** Input **
//! Zones and their trip production/attraction totals.

use crate::errors::{RGDMError, RGDMResult};
use crate::validation::ensure_nonnegative;
use indexmap::IndexMap;
use serde::{Deserialize, Serialize};
use std::fmt;

/// Opaque zone identifier.
#[derive(Debug, Clone, PartialEq, Eq, Hash, PartialOrd, Ord, Serialize, Deserialize)]
#[serde(transparent)]
pub struct ZoneId(String);

impl ZoneId {
    pub fn new(id: impl Into<String>) -> Self {
        Self(id.into())
    }

    pub fn as_str(&self) -> &str {
        &self.0
    }
}

impl fmt::Display for ZoneId {
    fn fmt(&self, f: &mut fmt::Formatter<'_>) -> fmt::Result {
        f.write_str(&self.0)
    }
}

impl From<&str> for ZoneId {
    fn from(value: &str) -> Self {
        Self(value.to_string())
    }
}

impl From<String> for ZoneId {
    fn from(value: String) -> Self {
        Self(value)
    }
}

/// A zone with its production (trip origins) and attraction (trip destinations) totals.
#[derive(Debug, Clone, PartialEq, Serialize, Deserialize)]
pub struct Zone {
    pub id: ZoneId,
    pub production: f64,
    pub attraction: f64,
}

impl Zone {
    pub fn new(id: impl Into<ZoneId>, production: f64, attraction: f64) -> Self {
        Self {
            id: id.into(),
            production,
            attraction,
        }
    }
}

/// Validated set of zone totals, kept in insertion order.
///
/// Every total is finite and nonnegative and each zone id appears once.
/// Zero totals are allowed; such zones receive no flow on that side.
#[derive(Debug, Clone, Default, PartialEq, Serialize, Deserialize)]
#[serde(try_from = "Vec<Zone>", into = "Vec<Zone>")]
pub struct ZoneTotals {
    zones: IndexMap<ZoneId, Zone>,
}

impl ZoneTotals {
    /// Build zone totals, rejecting duplicates and negative or non-finite totals.
    pub fn new(zones: impl IntoIterator<Item = Zone>) -> RGDMResult<Self> {
        let mut map = IndexMap::new();
        for zone in zones {
            let context = format!("zone {}", zone.id);
            ensure_nonnegative("production", zone.production, &context)?;
            ensure_nonnegative("attraction", zone.attraction, &context)?;
            if map.contains_key(&zone.id) {
                return Err(RGDMError::DuplicateZone(zone.id.to_string()));
            }
            map.insert(zone.id.clone(), zone);
        }
        Ok(Self { zones: map })
    }

    /// Build zone totals from parallel production and attraction slices.
    ///
    /// Zones are named by their position (`"0"`, `"1"`, ...). Mostly useful for
    /// small synthetic networks.
    pub fn from_vectors(productions: &[f64], attractions: &[f64]) -> RGDMResult<Self> {
        if productions.len() != attractions.len() {
            return Err(RGDMError::invalid_parameter(
                "attractions",
                format!(
                    "expected {} values to match productions, got {}",
                    productions.len(),
                    attractions.len()
                ),
            ));
        }
        Self::new(
            productions
                .iter()
                .zip(attractions)
                .enumerate()
                .map(|(i, (&o, &d))| Zone::new(i.to_string(), o, d)),
        )
    }

    pub fn get(&self, id: &ZoneId) -> Option<&Zone> {
        self.zones.get(id)
    }

    pub fn len(&self) -> usize {
        self.zones.len()
    }

    pub fn is_empty(&self) -> bool {
        self.zones.is_empty()
    }

    pub fn iter(&self) -> impl Iterator<Item = &Zone> {
        self.zones.values()
    }

    pub fn total_production(&self) -> f64 {
        self.zones.values().map(|z| z.production).sum()
    }

    pub fn total_attraction(&self) -> f64 {
        self.zones.values().map(|z| z.attraction).sum()
    }
}

impl TryFrom<Vec<Zone>> for ZoneTotals {
    type Error = RGDMError;

    fn try_from(value: Vec<Zone>) -> Result<Self, Self::Error> {
        Self::new(value)
    }
}

impl From<ZoneTotals> for Vec<Zone> {
    fn from(value: ZoneTotals) -> Self {
        value.zones.into_values().collect()
    }
}

#[cfg(test)]
mod tests {
    use super::*;

    #[test]
    fn test_zone_totals_keep_order() {
        let totals = ZoneTotals::new(vec![
            Zone::new("b", 1.0, 2.0),
            Zone::new("a", 3.0, 0.0),
            Zone::new("c", 0.0, 4.0),
        ])
        .unwrap();

        let ids: Vec<&str> = totals.iter().map(|z| z.id.as_str()).collect();
        assert_eq!(ids, vec!["b", "a", "c"]);
        assert_eq!(totals.total_production(), 4.0);
        assert_eq!(totals.total_attraction(), 6.0);
        assert_eq!(totals.get(&ZoneId::from("a")).unwrap().production, 3.0);
    }

    #[test]
    fn test_zone_totals_validation() {
        let duplicate = ZoneTotals::new(vec![Zone::new("a", 1.0, 1.0), Zone::new("a", 2.0, 2.0)]);
        assert!(matches!(duplicate, Err(RGDMError::DuplicateZone(id)) if id == "a"));

        let negative = ZoneTotals::new(vec![Zone::new("a", -1.0, 1.0)]);
        assert!(matches!(negative, Err(RGDMError::InvalidValue { .. })));

        let nan = ZoneTotals::new(vec![Zone::new("a", 1.0, f64::NAN)]);
        assert!(nan.is_err());
    }

    #[test]
    fn test_from_vectors() {
        let totals = ZoneTotals::from_vectors(&[10.0, 20.0], &[15.0, 15.0]).unwrap();
        assert_eq!(totals.len(), 2);
        assert_eq!(totals.get(&ZoneId::from("1")).unwrap().production, 20.0);

        assert!(ZoneTotals::from_vectors(&[1.0], &[1.0, 2.0]).is_err());
    }

    #[test]
    fn test_serde_validates() {
        let json = r#"[{"id": "a", "production": 1.0, "attraction": 2.0}]"#;
        let totals: ZoneTotals = serde_json::from_str(json).unwrap();
        assert_eq!(totals.len(), 1);

        let json = r#"[{"id": "a", "production": -1.0, "attraction": 2.0}]"#;
        assert!(serde_json::from_str::<ZoneTotals>(json).is_err());
    }
}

** Work item **
Begin at the first line of the material above. Transcribe each line exactly, ending with the line that contains "Ord, Serialize, Deserialize)]".

** Task response **
//! Zones and their trip production/attraction totals.

use crate::errors::{RGDMError, RGDMResult};
use crate::validation::ensure_nonnegative;
use indexmap::IndexMap;
use serde::{Deserialize, Serialize};
use std::fmt;

/// Opaque zone identifier.
#[derive(Debug, Clone, PartialEq, Eq, Hash, PartialOrd, Ord, Serialize, Deserialize)]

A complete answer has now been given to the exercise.